== EXERCISE AIM ==
Starting at the first line of the listing below and ending at the line with "impl FromStr for", copy each line exactly.

== THE RECORDS ==
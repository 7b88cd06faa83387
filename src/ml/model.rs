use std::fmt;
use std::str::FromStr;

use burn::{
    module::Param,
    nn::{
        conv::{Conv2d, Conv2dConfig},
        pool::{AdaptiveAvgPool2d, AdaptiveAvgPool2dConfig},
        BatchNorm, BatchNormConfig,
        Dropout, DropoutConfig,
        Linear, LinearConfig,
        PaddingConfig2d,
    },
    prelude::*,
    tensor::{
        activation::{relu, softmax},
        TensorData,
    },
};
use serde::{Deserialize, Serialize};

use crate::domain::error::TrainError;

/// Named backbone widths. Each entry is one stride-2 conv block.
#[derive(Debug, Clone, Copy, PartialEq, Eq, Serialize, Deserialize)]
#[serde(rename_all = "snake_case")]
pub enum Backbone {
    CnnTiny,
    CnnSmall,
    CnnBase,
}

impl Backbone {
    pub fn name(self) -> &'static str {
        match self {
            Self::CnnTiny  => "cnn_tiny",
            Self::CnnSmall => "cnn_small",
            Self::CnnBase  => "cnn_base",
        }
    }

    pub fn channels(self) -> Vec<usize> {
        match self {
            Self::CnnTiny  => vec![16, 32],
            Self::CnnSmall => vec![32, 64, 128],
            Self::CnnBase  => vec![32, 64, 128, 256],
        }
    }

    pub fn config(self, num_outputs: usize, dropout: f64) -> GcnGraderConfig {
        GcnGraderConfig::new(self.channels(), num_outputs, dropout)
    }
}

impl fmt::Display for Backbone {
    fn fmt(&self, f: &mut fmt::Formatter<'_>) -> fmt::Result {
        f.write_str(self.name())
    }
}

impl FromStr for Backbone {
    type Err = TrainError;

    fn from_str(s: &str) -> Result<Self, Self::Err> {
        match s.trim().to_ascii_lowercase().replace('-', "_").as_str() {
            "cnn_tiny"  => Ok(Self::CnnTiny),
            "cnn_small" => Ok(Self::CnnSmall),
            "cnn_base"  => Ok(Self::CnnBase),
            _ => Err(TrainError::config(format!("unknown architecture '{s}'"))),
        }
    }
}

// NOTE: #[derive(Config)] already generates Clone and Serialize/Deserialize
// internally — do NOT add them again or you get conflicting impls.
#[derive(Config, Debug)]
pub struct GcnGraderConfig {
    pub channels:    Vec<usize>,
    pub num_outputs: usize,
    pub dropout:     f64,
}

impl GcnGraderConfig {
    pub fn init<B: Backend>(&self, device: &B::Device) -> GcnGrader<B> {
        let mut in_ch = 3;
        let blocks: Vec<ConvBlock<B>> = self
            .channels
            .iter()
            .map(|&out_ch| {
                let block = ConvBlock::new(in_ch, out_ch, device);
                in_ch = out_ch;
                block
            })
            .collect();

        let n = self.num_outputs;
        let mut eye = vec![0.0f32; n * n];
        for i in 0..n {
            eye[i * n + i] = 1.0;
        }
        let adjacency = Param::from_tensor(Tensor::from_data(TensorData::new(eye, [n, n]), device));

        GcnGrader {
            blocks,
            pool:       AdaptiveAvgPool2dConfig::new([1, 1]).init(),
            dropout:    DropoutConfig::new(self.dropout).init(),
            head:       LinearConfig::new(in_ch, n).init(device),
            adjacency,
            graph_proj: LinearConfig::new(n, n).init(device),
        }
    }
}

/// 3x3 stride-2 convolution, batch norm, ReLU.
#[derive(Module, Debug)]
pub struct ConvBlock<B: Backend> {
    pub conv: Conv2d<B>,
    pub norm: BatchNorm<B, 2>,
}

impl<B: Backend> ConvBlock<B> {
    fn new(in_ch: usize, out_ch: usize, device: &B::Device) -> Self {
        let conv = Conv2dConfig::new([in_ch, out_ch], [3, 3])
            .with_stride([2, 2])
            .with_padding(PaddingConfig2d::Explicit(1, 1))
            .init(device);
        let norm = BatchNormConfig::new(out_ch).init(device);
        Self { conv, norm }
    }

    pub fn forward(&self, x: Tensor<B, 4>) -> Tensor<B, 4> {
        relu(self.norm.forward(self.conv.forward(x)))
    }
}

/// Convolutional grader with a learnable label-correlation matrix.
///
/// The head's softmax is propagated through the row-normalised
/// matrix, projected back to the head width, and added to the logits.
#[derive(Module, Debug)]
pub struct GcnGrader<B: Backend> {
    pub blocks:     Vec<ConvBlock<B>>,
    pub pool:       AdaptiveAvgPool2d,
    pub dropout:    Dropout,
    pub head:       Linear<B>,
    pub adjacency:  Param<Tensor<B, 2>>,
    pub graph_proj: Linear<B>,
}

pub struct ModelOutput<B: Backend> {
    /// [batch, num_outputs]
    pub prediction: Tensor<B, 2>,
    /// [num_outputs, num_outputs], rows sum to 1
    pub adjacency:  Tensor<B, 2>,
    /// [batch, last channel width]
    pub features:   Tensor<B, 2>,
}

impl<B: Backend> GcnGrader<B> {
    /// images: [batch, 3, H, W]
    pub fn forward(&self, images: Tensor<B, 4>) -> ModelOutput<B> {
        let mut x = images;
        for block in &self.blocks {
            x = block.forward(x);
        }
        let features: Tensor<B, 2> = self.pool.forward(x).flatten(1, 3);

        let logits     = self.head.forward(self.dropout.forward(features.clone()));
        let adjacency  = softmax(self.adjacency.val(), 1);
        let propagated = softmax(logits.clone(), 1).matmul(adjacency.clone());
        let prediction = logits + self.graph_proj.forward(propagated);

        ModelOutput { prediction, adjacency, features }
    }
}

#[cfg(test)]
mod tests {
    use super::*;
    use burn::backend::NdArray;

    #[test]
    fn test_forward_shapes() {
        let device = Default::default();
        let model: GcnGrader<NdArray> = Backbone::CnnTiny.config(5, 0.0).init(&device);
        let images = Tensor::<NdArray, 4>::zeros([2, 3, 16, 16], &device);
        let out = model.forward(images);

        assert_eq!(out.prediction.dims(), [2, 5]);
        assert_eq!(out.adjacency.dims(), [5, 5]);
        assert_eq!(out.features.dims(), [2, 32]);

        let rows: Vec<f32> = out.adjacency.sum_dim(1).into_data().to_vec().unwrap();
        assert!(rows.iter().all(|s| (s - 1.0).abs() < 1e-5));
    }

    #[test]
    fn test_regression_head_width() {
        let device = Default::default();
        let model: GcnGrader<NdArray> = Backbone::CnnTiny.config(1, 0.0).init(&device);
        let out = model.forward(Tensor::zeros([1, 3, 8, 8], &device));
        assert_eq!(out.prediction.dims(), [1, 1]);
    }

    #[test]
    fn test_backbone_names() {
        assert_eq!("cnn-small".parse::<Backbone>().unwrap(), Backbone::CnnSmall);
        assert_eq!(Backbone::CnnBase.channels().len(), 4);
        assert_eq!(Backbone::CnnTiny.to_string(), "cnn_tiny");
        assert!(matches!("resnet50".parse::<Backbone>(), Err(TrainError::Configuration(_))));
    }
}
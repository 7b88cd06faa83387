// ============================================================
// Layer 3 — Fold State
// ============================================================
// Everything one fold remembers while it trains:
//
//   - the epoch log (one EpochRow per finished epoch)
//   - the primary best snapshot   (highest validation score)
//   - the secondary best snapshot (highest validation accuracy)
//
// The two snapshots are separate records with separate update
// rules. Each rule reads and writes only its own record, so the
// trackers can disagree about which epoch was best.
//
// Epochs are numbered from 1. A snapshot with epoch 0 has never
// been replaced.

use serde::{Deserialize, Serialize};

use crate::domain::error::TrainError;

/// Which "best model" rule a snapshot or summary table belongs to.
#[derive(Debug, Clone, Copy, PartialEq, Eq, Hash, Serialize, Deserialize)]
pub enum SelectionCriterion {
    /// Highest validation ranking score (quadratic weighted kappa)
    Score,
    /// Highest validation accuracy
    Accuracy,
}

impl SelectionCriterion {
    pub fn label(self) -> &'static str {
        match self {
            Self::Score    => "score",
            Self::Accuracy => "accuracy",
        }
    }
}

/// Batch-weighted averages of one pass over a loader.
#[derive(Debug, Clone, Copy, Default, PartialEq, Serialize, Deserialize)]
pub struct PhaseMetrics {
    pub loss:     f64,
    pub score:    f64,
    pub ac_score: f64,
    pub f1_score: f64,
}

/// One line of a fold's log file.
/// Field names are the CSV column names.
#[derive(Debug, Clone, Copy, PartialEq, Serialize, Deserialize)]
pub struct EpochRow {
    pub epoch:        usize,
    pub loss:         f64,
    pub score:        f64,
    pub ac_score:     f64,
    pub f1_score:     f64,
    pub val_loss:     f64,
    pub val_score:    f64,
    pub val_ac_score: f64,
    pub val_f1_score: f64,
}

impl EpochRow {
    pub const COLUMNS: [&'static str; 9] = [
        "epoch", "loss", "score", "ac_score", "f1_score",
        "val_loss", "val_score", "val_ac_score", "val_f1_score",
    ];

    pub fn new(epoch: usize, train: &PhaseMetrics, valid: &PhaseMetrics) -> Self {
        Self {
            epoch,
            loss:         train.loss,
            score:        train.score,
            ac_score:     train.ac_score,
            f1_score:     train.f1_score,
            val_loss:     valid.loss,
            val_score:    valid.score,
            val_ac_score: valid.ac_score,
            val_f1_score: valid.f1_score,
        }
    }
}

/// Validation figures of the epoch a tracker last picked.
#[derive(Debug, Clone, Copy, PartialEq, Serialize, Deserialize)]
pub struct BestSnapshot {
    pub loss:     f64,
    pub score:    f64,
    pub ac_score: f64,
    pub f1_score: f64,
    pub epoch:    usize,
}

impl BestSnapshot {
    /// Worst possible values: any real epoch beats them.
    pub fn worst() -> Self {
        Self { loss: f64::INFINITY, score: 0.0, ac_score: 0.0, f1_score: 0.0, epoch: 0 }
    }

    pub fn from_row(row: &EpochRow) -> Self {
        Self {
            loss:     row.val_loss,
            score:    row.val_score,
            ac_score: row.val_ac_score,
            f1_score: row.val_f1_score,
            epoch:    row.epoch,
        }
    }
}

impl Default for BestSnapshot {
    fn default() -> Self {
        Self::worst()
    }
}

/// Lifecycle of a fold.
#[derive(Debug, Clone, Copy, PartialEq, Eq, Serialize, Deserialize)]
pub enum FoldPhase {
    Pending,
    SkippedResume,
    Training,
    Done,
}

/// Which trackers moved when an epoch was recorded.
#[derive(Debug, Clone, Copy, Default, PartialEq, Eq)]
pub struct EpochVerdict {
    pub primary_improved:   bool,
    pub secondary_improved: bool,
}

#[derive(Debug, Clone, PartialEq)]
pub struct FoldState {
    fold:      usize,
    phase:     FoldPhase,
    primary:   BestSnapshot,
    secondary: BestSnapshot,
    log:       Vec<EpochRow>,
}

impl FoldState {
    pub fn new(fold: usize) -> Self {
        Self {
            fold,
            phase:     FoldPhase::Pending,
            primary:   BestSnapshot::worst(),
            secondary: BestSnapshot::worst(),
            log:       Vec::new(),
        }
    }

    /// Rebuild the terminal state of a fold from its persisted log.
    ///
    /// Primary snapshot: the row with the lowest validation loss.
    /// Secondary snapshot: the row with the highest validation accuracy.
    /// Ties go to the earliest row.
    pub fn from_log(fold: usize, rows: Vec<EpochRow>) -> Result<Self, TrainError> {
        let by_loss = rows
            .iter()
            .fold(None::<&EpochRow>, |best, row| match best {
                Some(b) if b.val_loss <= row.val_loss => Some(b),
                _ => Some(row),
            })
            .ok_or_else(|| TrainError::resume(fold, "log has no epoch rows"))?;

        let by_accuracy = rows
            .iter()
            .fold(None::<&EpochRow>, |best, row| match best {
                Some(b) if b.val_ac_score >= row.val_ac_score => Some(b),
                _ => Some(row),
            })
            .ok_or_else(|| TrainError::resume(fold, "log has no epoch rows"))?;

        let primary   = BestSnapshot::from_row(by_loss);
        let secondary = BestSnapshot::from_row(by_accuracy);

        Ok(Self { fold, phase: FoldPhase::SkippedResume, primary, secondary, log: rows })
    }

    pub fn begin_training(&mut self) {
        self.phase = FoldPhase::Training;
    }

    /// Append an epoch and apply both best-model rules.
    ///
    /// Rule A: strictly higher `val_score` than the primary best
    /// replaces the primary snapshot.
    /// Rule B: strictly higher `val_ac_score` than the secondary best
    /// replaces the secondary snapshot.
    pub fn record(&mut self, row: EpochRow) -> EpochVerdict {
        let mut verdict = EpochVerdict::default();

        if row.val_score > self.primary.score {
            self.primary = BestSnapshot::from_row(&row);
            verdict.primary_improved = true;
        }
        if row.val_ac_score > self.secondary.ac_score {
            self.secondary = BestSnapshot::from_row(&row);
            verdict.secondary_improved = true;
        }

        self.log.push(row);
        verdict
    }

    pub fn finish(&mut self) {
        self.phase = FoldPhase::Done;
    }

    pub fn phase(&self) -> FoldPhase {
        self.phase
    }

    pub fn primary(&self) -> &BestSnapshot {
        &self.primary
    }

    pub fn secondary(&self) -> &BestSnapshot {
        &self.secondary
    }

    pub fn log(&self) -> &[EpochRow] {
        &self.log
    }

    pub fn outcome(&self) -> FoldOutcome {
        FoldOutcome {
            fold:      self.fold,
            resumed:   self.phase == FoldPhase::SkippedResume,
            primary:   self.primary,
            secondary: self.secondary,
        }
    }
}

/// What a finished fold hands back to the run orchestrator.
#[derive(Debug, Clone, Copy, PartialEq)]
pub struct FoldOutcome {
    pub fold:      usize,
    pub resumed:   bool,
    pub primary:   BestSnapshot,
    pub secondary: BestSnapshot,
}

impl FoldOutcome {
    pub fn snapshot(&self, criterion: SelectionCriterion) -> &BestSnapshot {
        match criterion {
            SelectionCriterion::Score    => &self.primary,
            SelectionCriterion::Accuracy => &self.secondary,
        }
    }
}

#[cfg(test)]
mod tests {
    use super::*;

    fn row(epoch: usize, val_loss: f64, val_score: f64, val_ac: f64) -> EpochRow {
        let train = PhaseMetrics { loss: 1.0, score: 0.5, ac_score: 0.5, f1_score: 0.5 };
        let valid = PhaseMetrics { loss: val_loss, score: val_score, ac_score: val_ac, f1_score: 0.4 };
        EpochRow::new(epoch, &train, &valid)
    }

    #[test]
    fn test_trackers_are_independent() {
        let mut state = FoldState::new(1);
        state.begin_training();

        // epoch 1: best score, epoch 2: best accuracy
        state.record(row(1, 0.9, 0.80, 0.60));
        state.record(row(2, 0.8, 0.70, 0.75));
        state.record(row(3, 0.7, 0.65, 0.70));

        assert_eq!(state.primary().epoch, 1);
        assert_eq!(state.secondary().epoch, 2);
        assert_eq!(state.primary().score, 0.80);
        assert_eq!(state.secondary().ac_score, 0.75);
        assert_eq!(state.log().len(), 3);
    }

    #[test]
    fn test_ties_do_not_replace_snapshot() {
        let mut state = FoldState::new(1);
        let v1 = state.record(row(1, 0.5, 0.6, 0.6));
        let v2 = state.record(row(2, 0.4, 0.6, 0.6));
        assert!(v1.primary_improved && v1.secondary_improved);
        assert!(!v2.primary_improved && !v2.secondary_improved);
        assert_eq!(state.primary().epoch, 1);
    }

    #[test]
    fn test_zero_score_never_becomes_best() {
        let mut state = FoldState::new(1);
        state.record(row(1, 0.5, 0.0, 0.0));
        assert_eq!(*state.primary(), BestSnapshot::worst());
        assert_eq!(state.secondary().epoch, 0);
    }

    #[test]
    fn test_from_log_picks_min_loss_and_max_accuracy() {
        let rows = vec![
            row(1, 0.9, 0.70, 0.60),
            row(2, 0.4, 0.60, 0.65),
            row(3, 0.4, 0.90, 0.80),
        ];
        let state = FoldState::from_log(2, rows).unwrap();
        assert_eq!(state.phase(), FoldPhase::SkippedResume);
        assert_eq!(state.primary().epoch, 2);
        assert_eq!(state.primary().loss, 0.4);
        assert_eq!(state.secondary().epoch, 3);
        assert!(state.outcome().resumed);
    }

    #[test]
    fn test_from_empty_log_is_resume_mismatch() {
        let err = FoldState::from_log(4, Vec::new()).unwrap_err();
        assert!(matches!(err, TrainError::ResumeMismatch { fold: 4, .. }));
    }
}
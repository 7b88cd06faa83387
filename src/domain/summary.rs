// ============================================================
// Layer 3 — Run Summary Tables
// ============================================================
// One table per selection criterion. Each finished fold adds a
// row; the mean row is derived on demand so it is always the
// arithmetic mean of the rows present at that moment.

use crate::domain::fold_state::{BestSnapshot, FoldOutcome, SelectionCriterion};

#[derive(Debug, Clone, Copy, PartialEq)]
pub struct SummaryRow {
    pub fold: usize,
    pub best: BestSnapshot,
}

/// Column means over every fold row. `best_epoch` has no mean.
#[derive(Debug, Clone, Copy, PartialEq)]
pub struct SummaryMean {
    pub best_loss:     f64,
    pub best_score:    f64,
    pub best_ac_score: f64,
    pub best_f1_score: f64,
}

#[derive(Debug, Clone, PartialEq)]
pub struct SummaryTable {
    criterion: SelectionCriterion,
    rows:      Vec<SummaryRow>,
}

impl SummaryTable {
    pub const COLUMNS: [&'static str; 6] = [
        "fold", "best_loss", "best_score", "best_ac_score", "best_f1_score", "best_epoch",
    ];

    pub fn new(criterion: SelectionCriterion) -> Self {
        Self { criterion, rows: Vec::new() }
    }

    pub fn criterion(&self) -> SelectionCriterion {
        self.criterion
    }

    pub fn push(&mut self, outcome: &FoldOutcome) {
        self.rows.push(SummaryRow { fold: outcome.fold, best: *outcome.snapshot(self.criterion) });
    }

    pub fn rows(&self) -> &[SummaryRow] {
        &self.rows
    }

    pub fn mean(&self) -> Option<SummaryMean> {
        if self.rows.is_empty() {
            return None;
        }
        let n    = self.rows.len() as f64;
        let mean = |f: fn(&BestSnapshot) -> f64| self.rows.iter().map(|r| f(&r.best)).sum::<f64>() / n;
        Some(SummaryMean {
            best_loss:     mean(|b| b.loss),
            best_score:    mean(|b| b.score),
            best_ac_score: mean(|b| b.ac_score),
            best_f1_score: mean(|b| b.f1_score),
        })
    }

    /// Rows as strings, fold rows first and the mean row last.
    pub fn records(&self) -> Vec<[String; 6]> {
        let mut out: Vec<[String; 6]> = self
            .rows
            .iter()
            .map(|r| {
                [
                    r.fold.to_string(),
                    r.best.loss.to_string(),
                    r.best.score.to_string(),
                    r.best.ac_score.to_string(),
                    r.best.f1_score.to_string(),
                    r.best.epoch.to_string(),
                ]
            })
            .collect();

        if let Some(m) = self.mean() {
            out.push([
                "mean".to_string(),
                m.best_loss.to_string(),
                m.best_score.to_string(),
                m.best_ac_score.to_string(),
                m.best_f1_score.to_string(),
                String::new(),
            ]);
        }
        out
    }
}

== ANSWER BOX ==
repository 7b88cd06faa83387
filename src/ml/model.rs
use std::fmt;
use std::str::FromStr;

use burn::{
    module::Param,
    nn::{
        conv::{Conv2d, Conv2dConfig},
        pool::{AdaptiveAvgPool2d, AdaptiveAvgPool2dConfig},
        BatchNorm, BatchNormConfig,
        Dropout, DropoutConfig,
        Linear, LinearConfig,
        PaddingConfig2d,
    },
    prelude::*,
    tensor::{
        activation::{relu, softmax},
        TensorData,
    },
};
use serde::{Deserialize, Serialize};

use crate::domain::error::TrainError;

/// Named backbone widths. Each entry is one stride-2 conv block.
#[derive(Debug, Clone, Copy, PartialEq, Eq, Serialize, Deserialize)]
#[serde(rename_all = "snake_case")]
pub enum Backbone {
    CnnTiny,
    CnnSmall,
    CnnBase,
}

impl Backbone {
    pub fn name(self) -> &'static str {
        match self {
            Self::CnnTiny  => "cnn_tiny",
            Self::CnnSmall => "cnn_small",
            Self::CnnBase  => "cnn_base",
        }
    }

    pub fn channels(self) -> Vec<usize> {
        match self {
            Self::CnnTiny  => vec![16, 32],
            Self::CnnSmall => vec![32, 64, 128],
            Self::CnnBase  => vec![32, 64, 128, 256],
        }
    }

    pub fn config(self, num_outputs: usize, dropout: f64) -> GcnGraderConfig {
        GcnGraderConfig::new(self.channels(), num_outputs, dropout)
    }
}

impl fmt::Display for Backbone {
    fn fmt(&self, f: &mut fmt::Formatter<'_>) -> fmt::Result {
        f.write_str(self.name())
    }
}

impl FromStr for Backbone {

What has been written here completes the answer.